Humboldt County’s Chief Probation Officer Bill Damiano is set to retire on April 13, with the Board of Supervisors voting Tuesday to appoint his assistant Shaun Brenneman to the post on an interim basis.

Damiano, who has served as chief probation officer since 2010 and has more than 29 years experience working for probation, informed the board of his plans to retire in late 2017.

“We’ve got a top notch Probation Department in Humboldt,” Damiano wrote in an email to the Times-Standard on Tuesday. “We do truly extraordinary work in the community and significantly impact the lives of countless individuals, offender and victim alike — by restoring people to law-abiding lifestyles and holding those accountable who have yet to achieve that objective. I have every confidence in Shaun Brenneman’s ability to continue to move the department forward in its mission.”

Damiano and county staff both recommended the board appoint Brenneman. According to the county staff report, Brenneman is an alumnus of Humboldt State University, has worked with the Probation Department for 21 years, has 21 years of law enforcement experience and was named the 2017 California Association of Probation Services Administrators Northern Region Employee of the Year.

As for Damiano’s plans after retirement, he said, “My plans after retirement are to figure out who Bill Damiano is when not working for Probation.

“Twenty-nine-and-a-half years is more than half my life doing probation work,” he wrote. “Now that I’ve recovered fully from my back surgery two years ago, I plan to start by getting back to nature with kayaking and backpacking, and then doing some personal studies and exploration.
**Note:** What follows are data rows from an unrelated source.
//! Categorical judgments derived from composition metrics.
//!
//! Pure threshold mapping: the same metrics always produce the same
//! insight set, and no metric value can fail to map.

use serde::Serialize;
use std::fmt;

use super::composition::CompositionMetrics;

const BALANCE_GOOD_BELOW: f64 = 0.1;
const BRIGHTNESS_DARK_BELOW: f64 = 0.3;
const BRIGHTNESS_BRIGHT_ABOVE: f64 = 0.7;
const THIRDS_STRONG_ABOVE: f64 = 0.4;
const CONTRAST_LOW_BELOW: f64 = 0.15;
const CONTRAST_GOOD_ABOVE: f64 = 0.5;

#[derive(Debug, Clone, Copy, PartialEq, Eq, Serialize)]
pub enum BalanceInsight {
    GoodHorizontal,
    RebalanceHorizontal,
}

#[derive(Debug, Clone, Copy, PartialEq, Eq, Serialize)]
pub enum BrightnessInsight {
    TooDark,
    TooBright,
    Good,
}

#[derive(Debug, Clone, Copy, PartialEq, Eq, Serialize)]
pub enum ThirdsInsight {
    StrongThirds,
    RepositionSubject,
}

#[derive(Debug, Clone, Copy, PartialEq, Eq, Serialize)]
pub enum ContrastInsight {
    IncreaseContrast,
    Good,
}

impl BalanceInsight {
    pub fn message(&self) -> &'static str {
        match self {
            BalanceInsight::GoodHorizontal => "good horizontal balance",
            BalanceInsight::RebalanceHorizontal => "consider rebalancing elements horizontally",
        }
    }
}

impl BrightnessInsight {
    pub fn message(&self) -> &'static str {
        match self {
            BrightnessInsight::TooDark => "too dark",
            BrightnessInsight::TooBright => "too bright",
            BrightnessInsight::Good => "good overall brightness",
        }
    }
}

impl ThirdsInsight {
    pub fn message(&self) -> &'static str {
        match self {
            ThirdsInsight::StrongThirds => "good use of rule of thirds",
            ThirdsInsight::RepositionSubject => {
                "consider repositioning key elements along the thirds grid"
            }
        }
    }
}

impl ContrastInsight {
    pub fn message(&self) -> &'static str {
        match self {
            ContrastInsight::IncreaseContrast => "consider increasing contrast",
            ContrastInsight::Good => "good contrast",
        }
    }
}

impl fmt::Display for BalanceInsight {
    fn fmt(&self, f: &mut fmt::Formatter<'_>) -> fmt::Result {
        f.write_str(self.message())
    }
}

impl fmt::Display for BrightnessInsight {
    fn fmt(&self, f: &mut fmt::Formatter<'_>) -> fmt::Result {
        f.write_str(self.message())
    }
}

impl fmt::Display for ThirdsInsight {
    fn fmt(&self, f: &mut fmt::Formatter<'_>) -> fmt::Result {
        f.write_str(self.message())
    }
}

impl fmt::Display for ContrastInsight {
    fn fmt(&self, f: &mut fmt::Formatter<'_>) -> fmt::Result {
        f.write_str(self.message())
    }
}

/// One judgment per metric axis. `contrast` is `None` when the metric
/// falls in the neutral middle band, which carries no judgment at all.
#[derive(Debug, Clone, Copy, PartialEq, Eq, Serialize)]
pub struct CompositionInsight {
    pub balance: BalanceInsight,
    pub brightness: BrightnessInsight,
    pub composition: ThirdsInsight,
    pub contrast: Option<ContrastInsight>,
}

impl CompositionInsight {
    /// Messages in a fixed order, contrast last and only when present.
    pub fn messages(&self) -> Vec<&'static str> {
        let mut messages = vec![
            self.balance.message(),
            self.brightness.message(),
            self.composition.message(),
        ];
        if let Some(contrast) = self.contrast {
            messages.push(contrast.message());
        }
        messages
    }
}

/// Boundary values take the second branch: a balance of exactly 0.1 is not
/// "good", a brightness of exactly 0.3 or 0.7 is.
pub fn generate_insights(metrics: &CompositionMetrics) -> CompositionInsight {
    let balance = if metrics.balance_horizontal < BALANCE_GOOD_BELOW {
        BalanceInsight::GoodHorizontal
    } else {
        BalanceInsight::RebalanceHorizontal
    };

    let brightness = if metrics.overall_brightness < BRIGHTNESS_DARK_BELOW {
        BrightnessInsight::TooDark
    } else if metrics.overall_brightness > BRIGHTNESS_BRIGHT_ABOVE {
        BrightnessInsight::TooBright
    } else {
        BrightnessInsight::Good
    };

    let composition = if metrics.thirds_intensity > THIRDS_STRONG_ABOVE {
        ThirdsInsight::StrongThirds
    } else {
        ThirdsInsight::RepositionSubject
    };

    let contrast = if metrics.contrast < CONTRAST_LOW_BELOW {
        Some(ContrastInsight::IncreaseContrast)
    } else if metrics.contrast > CONTRAST_GOOD_ABOVE {
        Some(ContrastInsight::Good)
    } else {
        None
    };

    CompositionInsight {
        balance,
        brightness,
        composition,
        contrast,
    }
}

#[cfg(test)]
mod tests {
    use super::*;

    fn metrics_with(f: impl FnOnce(&mut CompositionMetrics)) -> CompositionMetrics {
        let mut metrics = CompositionMetrics {
            balance_horizontal: 0.05,
            balance_vertical: 0.05,
            thirds_intensity: 0.5,
            overall_brightness: 0.5,
            edge_density: 0.3,
            contrast: 0.3,
        };
        f(&mut metrics);
        metrics
    }

    #[test]
    fn well_composed_metrics_read_as_good() {
        let insight = generate_insights(&metrics_with(|_| {}));
        assert_eq!(insight.balance, BalanceInsight::GoodHorizontal);
        assert_eq!(insight.brightness, BrightnessInsight::Good);
        assert_eq!(insight.composition, ThirdsInsight::StrongThirds);
        assert_eq!(insight.contrast, None);
    }

    #[test]
    fn generation_is_pure() {
        let metrics = metrics_with(|m| m.contrast = 0.6);
        assert_eq!(generate_insights(&metrics), generate_insights(&metrics));
    }

    #[test]
    fn balance_boundary_is_exclusive() {
        let at_threshold = metrics_with(|m| m.balance_horizontal = 0.1);
        assert_eq!(
            generate_insights(&at_threshold).balance,
            BalanceInsight::RebalanceHorizontal
        );

        let just_below = metrics_with(|m| m.balance_horizontal = 0.0999);
        assert_eq!(
            generate_insights(&just_below).balance,
            BalanceInsight::GoodHorizontal
        );
    }

    #[test]
    fn brightness_boundaries_land_in_the_good_band() {
        let dark_edge = metrics_with(|m| m.overall_brightness = 0.3);
        assert_eq!(generate_insights(&dark_edge).brightness, BrightnessInsight::Good);

        let bright_edge = metrics_with(|m| m.overall_brightness = 0.7);
        assert_eq!(
            generate_insights(&bright_edge).brightness,
            BrightnessInsight::Good
        );

        let dark = metrics_with(|m| m.overall_brightness = 0.29);
        assert_eq!(generate_insights(&dark).brightness, BrightnessInsight::TooDark);

        let bright = metrics_with(|m| m.overall_brightness = 0.71);
        assert_eq!(
            generate_insights(&bright).brightness,
            BrightnessInsight::TooBright
        );
    }

    #[test]
    fn thirds_boundary_is_exclusive() {
        let at_threshold = metrics_with(|m| m.thirds_intensity = 0.4);
        assert_eq!(
            generate_insights(&at_threshold).composition,
            ThirdsInsight::RepositionSubject
        );
    }

    #[test]
    fn middle_contrast_band_carries_no_judgment() {
        for value in [0.15, 0.3, 0.5] {
            let metrics = metrics_with(|m| m.contrast = value);
            assert_eq!(generate_insights(&metrics).contrast, None);
        }

        let low = metrics_with(|m| m.contrast = 0.1);
        assert_eq!(
            generate_insights(&low).contrast,
            Some(ContrastInsight::IncreaseContrast)
        );

        let high = metrics_with(|m| m.contrast = 0.6);
        assert_eq!(generate_insights(&high).contrast, Some(ContrastInsight::Good));
    }

    #[test]
    fn messages_include_contrast_only_when_judged() {
        let neutral = generate_insights(&metrics_with(|m| m.contrast = 0.3));
        assert_eq!(neutral.messages().len(), 3);

        let judged = generate_insights(&metrics_with(|m| m.contrast = 0.6));
        assert_eq!(judged.messages().len(), 4);
        assert_eq!(judged.messages()[3], "good contrast");
    }
}
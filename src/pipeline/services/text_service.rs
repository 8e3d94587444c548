use std::pin::Pin;
use std::sync::Arc;

use futures::task::{Context, Poll};
use futures::Future;
use tower::Service;

use crate::analysis::text::extract_text;
use crate::error::AnalysisError;
use crate::pipeline::report::ThumbnailReport;
use crate::providers::TextRecognizer;

/// Pipeline stage that runs the configured OCR backend and fills the text
/// slot. Backend failures degrade the slot instead of failing the report.
#[derive(Clone)]
pub struct TextExtractionService {
    recognizer: Arc<dyn TextRecognizer>,
    min_confidence: f32,
}

impl TextExtractionService {
    pub fn new(recognizer: Arc<dyn TextRecognizer>, min_confidence: f32) -> Self {
        Self {
            recognizer,
            min_confidence,
        }
    }
}

impl Service<ThumbnailReport> for TextExtractionService {
    type Response = ThumbnailReport;
    type Error = AnalysisError;
    type Future = Pin<Box<dyn Future<Output = Result<Self::Response, Self::Error>> + Send>>;

    fn poll_ready(&mut self, _cx: &mut Context<'_>) -> Poll<Result<(), Self::Error>> {
        Poll::Ready(Ok(()))
    }

    fn call(&mut self, mut report: ThumbnailReport) -> Self::Future {
        let recognizer = self.recognizer.clone();
        let min_confidence = self.min_confidence;

        Box::pin(async move {
            let detection =
                extract_text(recognizer.as_ref(), &report.image, min_confidence).await;
            report.text = Some(detection);
            Ok(report)
        })
    }
}
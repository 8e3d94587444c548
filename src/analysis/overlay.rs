//! Brightness aggregation across many thumbnails on the thirds grid.

use image::DynamicImage;
use tracing::warn;

use super::core::ImageRegion;

const MAX_LUMA: f64 = 255.0;

/// Accumulates per-cell mean brightness over a batch of images, on the
/// 3x3 rule-of-thirds grid. Cells are normalized to `[0, 1]`, so cell
/// means stay comparable across images of different sizes.
#[derive(Debug, Clone, Default)]
pub struct ThirdsOverlay {
    sums: [[f64; 3]; 3],
    images: u64,
}

impl ThirdsOverlay {
    pub fn new() -> Self {
        Self::default()
    }

    /// Folds one image into the accumulator. Zero-area images are skipped.
    /// Grid cells emptied by integer division on tiny images contribute a
    /// brightness of zero.
    pub fn accumulate(&mut self, image: &DynamicImage) {
        let gray = image.to_luma8();
        let (width, height) = gray.dimensions();
        if width == 0 || height == 0 {
            warn!(width, height, "overlay accumulation skipped, empty image");
            return;
        }

        for row in 0..3u32 {
            for col in 0..3u32 {
                let cell = ImageRegion::thirds_cell(width, height, row, col);
                if cell.is_empty() {
                    continue;
                }
                let mut sum = 0u64;
                for y in cell.top..cell.top + cell.height {
                    for x in cell.left..cell.left + cell.width {
                        sum += gray.get_pixel(x, y).0[0] as u64;
                    }
                }
                self.sums[row as usize][col as usize] +=
                    sum as f64 / cell.area() as f64 / MAX_LUMA;
            }
        }
        self.images += 1;
    }

    pub fn image_count(&self) -> u64 {
        self.images
    }

    /// Per-cell mean brightness over all accumulated images, or `None`
    /// when nothing was accumulated.
    pub fn cell_means(&self) -> Option<[[f64; 3]; 3]> {
        if self.images == 0 {
            return None;
        }
        let n = self.images as f64;
        Some(self.sums.map(|row| row.map(|sum| sum / n)))
    }

    /// `(row, col)` of the brightest cell, ties to the first in row-major
    /// order.
    pub fn brightest_cell(&self) -> Option<(usize, usize)> {
        let means = self.cell_means()?;
        let mut best = (0, 0);
        for row in 0..3 {
            for col in 0..3 {
                if means[row][col] > means[best.0][best.1] {
                    best = (row, col);
                }
            }
        }
        Some(best)
    }
}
After a while (unspecified), I will check out ways that I volunteer in the jail helping inmates do re-entry planning for success.”

Brenneman is set to hold the position of interim chief probation officer until the county and the Humboldt County Superior Court finalize a memorandum of understanding that would allow both entities to jointly supervise the chief probation officer.

Damiano said the position is appointed by the presiding judge, but that the County Administrative Office and the chairperson of the Juvenile Justice and Delinquency Prevention Commissions also have a voice in that hiring decision.

“The chief [probation officer] is paid by the county, but technically works for the courts in conducting pre-sentence investigations, making recommendations regarding sentencing, providing community supervision of court-ordered individuals, and managing the juvenile hall, among other things — things can get a bit murky at times, since the courts do not fund the Probation Department, but depend upon our services to perform their judicial function,” Damiano wrote.

“I believe there are many counties that have an [memorandum of understanding] between the Superior Court and county regarding oversight of the Chief PO position, but Humboldt hasn’t had one before now that I’m aware of,” he continued.